The word inflammation has been coming up a lot, especially in regards to the omega chain fatty acids. What causes it, and why should it make a difference in your selection of survival foods?
Immune Systems Gone Wild!
Your body relies on a number of very specialized cells in order to defend itself against invaders like bacteria, heal when you cut yourself or break a bone, and break down toxins when they reach your bloodstream. There is a delicate balance of white blood cells, platelets, t-cells and a bunch of other fun cells that I am neither qualified enough to talk about nor willing to bore you with.
The important thing to understand is that they work as a system. Our bodies are beautiful machines but they are not perfect. While it would be nice to get only part of the immune system involved when say, a splinter got into your skin, it isn’t the case. When anything under the blanket of immunity comes into question, it’s all hands on deck.
The Dangers of Chronic Inflammation
Many of the cells in your immune system are born killers.
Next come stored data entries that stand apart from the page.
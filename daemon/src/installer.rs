/// launchd registration of the daemon.
///
/// `install` copies the running binary under the prefix, writes a
/// LaunchDaemon descriptor and loads it; `uninstall` reverses that.  Both need
/// root and are only available on macOS.  `status` works everywhere and
/// reports what it can.
use std::fmt;
use std::io;
use std::path::{Path, PathBuf};

use thiserror::Error;

use crate::config::Config;
use crate::interface::{InterfaceActuator, InterfaceControl};
use crate::process_monitor;
use crate::status;

pub const SERVICE_LABEL: &str = "com.awdl-guard.daemon";
pub const DESCRIPTOR_PATH: &str = "/Library/LaunchDaemons/com.awdl-guard.daemon.plist";
pub const LOG_DIR: &str = "/var/log/awdl-guard";
pub const DEFAULT_PREFIX: &str = "/usr/local";
pub const BINARY_NAME: &str = "awdl-guard";
const THROTTLE_INTERVAL_SECS: u32 = 5;

#[derive(Debug, Error)]
#[cfg_attr(not(target_os = "macos"), allow(dead_code))]
pub enum InstallError {
    #[error("this command must be run as root (try sudo)")]
    NotRoot,

    #[error("service installation is only supported on macOS")]
    Unsupported,

    #[error("failed to locate the running executable: {0}")]
    CurrentExe(#[source] io::Error),

    #[error("failed to write {}: {source}", path.display())]
    Write {
        path: PathBuf,
        #[source]
        source: io::Error,
    },

    #[error("failed to remove {}: {source}", path.display())]
    Remove {
        path: PathBuf,
        #[source]
        source: io::Error,
    },

    #[error("failed to run launchctl: {0}")]
    LaunchctlSpawn(#[source] io::Error),

    #[error("launchctl {action} failed: {stderr}")]
    Launchctl { action: &'static str, stderr: String },
}

/// Where an installation lives on disk.
#[derive(Debug, Clone, PartialEq, Eq)]
pub struct Layout {
    pub binary: PathBuf,
    pub descriptor: PathBuf,
    pub log_dir: PathBuf,
}

impl Layout {
    pub fn new(prefix: &Path) -> Self {
        Self {
            binary: prefix.join("bin").join(BINARY_NAME),
            descriptor: PathBuf::from(DESCRIPTOR_PATH),
            log_dir: PathBuf::from(LOG_DIR),
        }
    }

    pub fn install_state(&self) -> InstallState {
        match (self.binary.exists(), self.descriptor.exists()) {
            (true, true) => InstallState::Installed,
            (false, false) => InstallState::NotInstalled,
            (binary, descriptor) => InstallState::Partial { binary, descriptor },
        }
    }
}

#[derive(Debug, Clone, Copy, PartialEq, Eq)]
pub enum InstallState {
    Installed,
    Partial { binary: bool, descriptor: bool },
    NotInstalled,
}

impl fmt::Display for InstallState {
    fn fmt(&self, f: &mut fmt::Formatter<'_>) -> fmt::Result {
        match self {
            Self::Installed => f.write_str("installed"),
            Self::Partial { binary, descriptor } => {
                write!(f, "partial (binary: {binary}, descriptor: {descriptor})")
            }
            Self::NotInstalled => f.write_str("not installed"),
        }
    }
}

/// The launchd property list that runs `<binary> run` at boot and keeps it alive.
pub fn service_descriptor(layout: &Layout) -> String {
    let binary = layout.binary.display();
    let log_dir = layout.log_dir.display();
    format!(
        r#"<?xml version="1.0" encoding="UTF-8"?>
<!DOCTYPE plist PUBLIC "-//Apple//DTD PLIST 1.0//EN" "http://www.apple.com/DTDs/PropertyList-1.0.dtd">
<plist version="1.0">
<dict>
    <key>Label</key>
    <string>{SERVICE_LABEL}</string>
    <key>ProgramArguments</key>
    <array>
        <string>{binary}</string>
        <string>run</string>
    </array>
    <key>RunAtLoad</key>
    <true/>
    <key>KeepAlive</key>
    <true/>
    <key>ProcessType</key>
    <string>Background</string>
    <key>StandardOutPath</key>
    <string>{log_dir}/stdout.log</string>
    <key>StandardErrorPath</key>
    <string>{log_dir}/stderr.log</string>
    <key>ThrottleInterval</key>
    <integer>{THROTTLE_INTERVAL_SECS}</integer>
</dict>
</plist>
"#
    )
}

// ── macOS implementation ──────────────────────────────────────────────────────

#[cfg(target_os = "macos")]
mod imp {
    use std::fs;
    use std::os::unix::fs::PermissionsExt;
    use std::path::Path;
    use std::process::Command;

    use tracing::{debug, info, warn};

    use super::{service_descriptor, InstallError, Layout};

    fn require_root() -> Result<(), InstallError> {
        // SAFETY: geteuid has no preconditions.
        if unsafe { libc::geteuid() } != 0 {
            return Err(InstallError::NotRoot);
        }
        Ok(())
    }

    fn write_err(path: &Path) -> impl FnOnce(std::io::Error) -> InstallError + '_ {
        move |source| InstallError::Write {
            path: path.to_path_buf(),
            source,
        }
    }

    fn launchctl(action: &'static str, descriptor: &Path) -> Result<(), InstallError> {
        debug!(action, "running launchctl");
        let mut cmd = Command::new("launchctl");
        cmd.arg(action);
        if action == "load" {
            cmd.arg("-w");
        }
        let output = cmd
            .arg(descriptor)
            .output()
            .map_err(InstallError::LaunchctlSpawn)?;
        if !output.status.success() {
            let stderr = String::from_utf8_lossy(&output.stderr).trim().to_string();
            return Err(InstallError::Launchctl { action, stderr });
        }
        Ok(())
    }

    pub(super) fn install(layout: &Layout) -> Result<(), InstallError> {
        require_root()?;

        let exe = std::env::current_exe().map_err(InstallError::CurrentExe)?;
        if let Some(bin_dir) = layout.binary.parent() {
            fs::create_dir_all(bin_dir).map_err(write_err(bin_dir))?;
        }
        if exe != layout.binary {
            fs::copy(&exe, &layout.binary).map_err(write_err(&layout.binary))?;
        }
        fs::set_permissions(&layout.binary, fs::Permissions::from_mode(0o755))
            .map_err(write_err(&layout.binary))?;
        info!(path = %layout.binary.display(), "installed binary");

        fs::create_dir_all(&layout.log_dir).map_err(write_err(&layout.log_dir))?;

        if layout.descriptor.exists() {
            // Reinstall: replace the running definition.
            let _ = launchctl("unload", &layout.descriptor);
        }
        fs::write(&layout.descriptor, service_descriptor(layout))
            .map_err(write_err(&layout.descriptor))?;
        info!(path = %layout.descriptor.display(), "wrote service descriptor");

        launchctl("load", &layout.descriptor)?;
        info!("service loaded");
        Ok(())
    }

    pub(super) fn uninstall(layout: &Layout) -> Result<(), InstallError> {
        require_root()?;

        if layout.descriptor.exists() {
            if let Err(e) = launchctl("unload", &layout.descriptor) {
                warn!(error = %e, "unload failed, continuing");
            }
        }

        for path in [&layout.descriptor, &layout.binary] {
            if path.exists() {
                fs::remove_file(path).map_err(|source| InstallError::Remove {
                    path: path.clone(),
                    source,
                })?;
                info!(path = %path.display(), "removed");
            }
        }
        Ok(())
    }

    pub(super) fn service_loaded() -> Option<bool> {
        Command::new("launchctl")
            .args(["list", super::SERVICE_LABEL])
            .output()
            .ok()
            .map(|output| output.status.success())
    }
}

#[cfg(not(target_os = "macos"))]
mod imp {
    use super::{InstallError, Layout};

    pub(super) fn install(_layout: &Layout) -> Result<(), InstallError> {
        Err(InstallError::Unsupported)
    }

    pub(super) fn uninstall(_layout: &Layout) -> Result<(), InstallError> {
        Err(InstallError::Unsupported)
    }

    pub(super) fn service_loaded() -> Option<bool> {
        None
    }
}

// ── Public API ────────────────────────────────────────────────────────────────

/// Installs and loads the service under `prefix`.  Idempotent.
pub fn install(prefix: &Path) -> Result<(), InstallError> {
    let layout = Layout::new(prefix);
    imp::install(&layout)?;
    println!("Installed {} and loaded {SERVICE_LABEL}", layout.binary.display());
    println!("Logs: {}", layout.log_dir.display());
    Ok(())
}

/// Unloads the service and removes the files `install` created.
pub fn uninstall(prefix: &Path) -> Result<(), InstallError> {
    let layout = Layout::new(prefix);
    imp::uninstall(&layout)?;
    println!("Uninstalled {SERVICE_LABEL}");
    Ok(())
}

/// Prints installation, service, interface and daemon state.
pub fn status(prefix: &Path, config: &Config, status_path: &Path) -> anyhow::Result<()> {
    let layout = Layout::new(prefix);
    println!("awdl-guard {}", env!("CARGO_PKG_VERSION"));
    println!("  Installation: {}", layout.install_state());

    let service = match imp::service_loaded() {
        Some(true) => "loaded",
        Some(false) => "not loaded",
        None => "unavailable",
    };
    println!("  Service:      {service}");

    let interface = match InterfaceActuator::new(&config.interface).and_then(|a| a.is_up()) {
        Ok(true) => "up".to_string(),
        Ok(false) => "down".to_string(),
        Err(e) => format!("unknown ({e})"),
    };
    println!("  Interface:    {} is {interface}", config.interface);

    match process_monitor::running_pid(&config.target_process_name) {
        Some(pid) => println!("  Target app:   running (pid {pid})"),
        None => println!("  Target app:   not running"),
    }

    match status::read_status(status_path)? {
        Some(s) => {
            let pid = s.tracked_pid.map(|p| format!(" (pid {p})")).unwrap_or_default();
            println!("  Daemon:       {:?}{pid}", s.state);
            if let Some(at) = &s.last_transition {
                println!("  Since:        {at}");
            }
            if let Some(error) = &s.error {
                println!("  Last error:   {error}");
            }
        }
        None => println!("  Daemon:       no status recorded at {}", status_path.display()),
    }
    Ok(())
}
They are built to break down, swallow and otherwise dismember cellular material. The constant presence of these in your bloodstream is not unlike a bunch of sailors drunk on shore leave. Sure they’re here to help, but a few windows might end up broken by the end of the night.
This is ok in the short run and as a matter of fact is necessary in the event of an actual infection or defense situation. However, when it becomes a norm it can be dangerous. Getting there might be easier than you think.
Self Sustaining Cycles
The road to chronic inflammation can be a slippery slope. Many of the conditions caused by inflammation cause more inflammation in turn. For example, we know cancer can be caused by inflammation. The presence of faulty cells in a tumor cause a number of damaged proteins. Responding to the presence of these in the bloodstream, inflammation will rise.
Body fat is another road to inflammation. The presence of even 20 extra pounds can cause elevated inflammation in people, especially during weight gain. These cells can emit inflammatory markers like interleukin-6 and c-reactive protein which, you guessed it, raise inflammation. That’s unfortunate because inflammation also makes you fat.
The final pathway is our old friend insulin resistance. In addition to creating fat in the body, the presence of inflammation leads to insulin resistance. Studies with mice have shown that injecting mice with inflammatory markers creates resistance to insulin, even in healthy mice. C reactive protein and IL-6, produced by fat cells as mentioned above, actually have also been shown to create insulin resistance.
What to do?
If this sounds like a giant mishmash of awful factors designed to create inflammation, that’s because it is one. The leading preventable causes of death in the modern world are seen, not coincidentally, in higher rates in those countries with a highly inflammatory diet.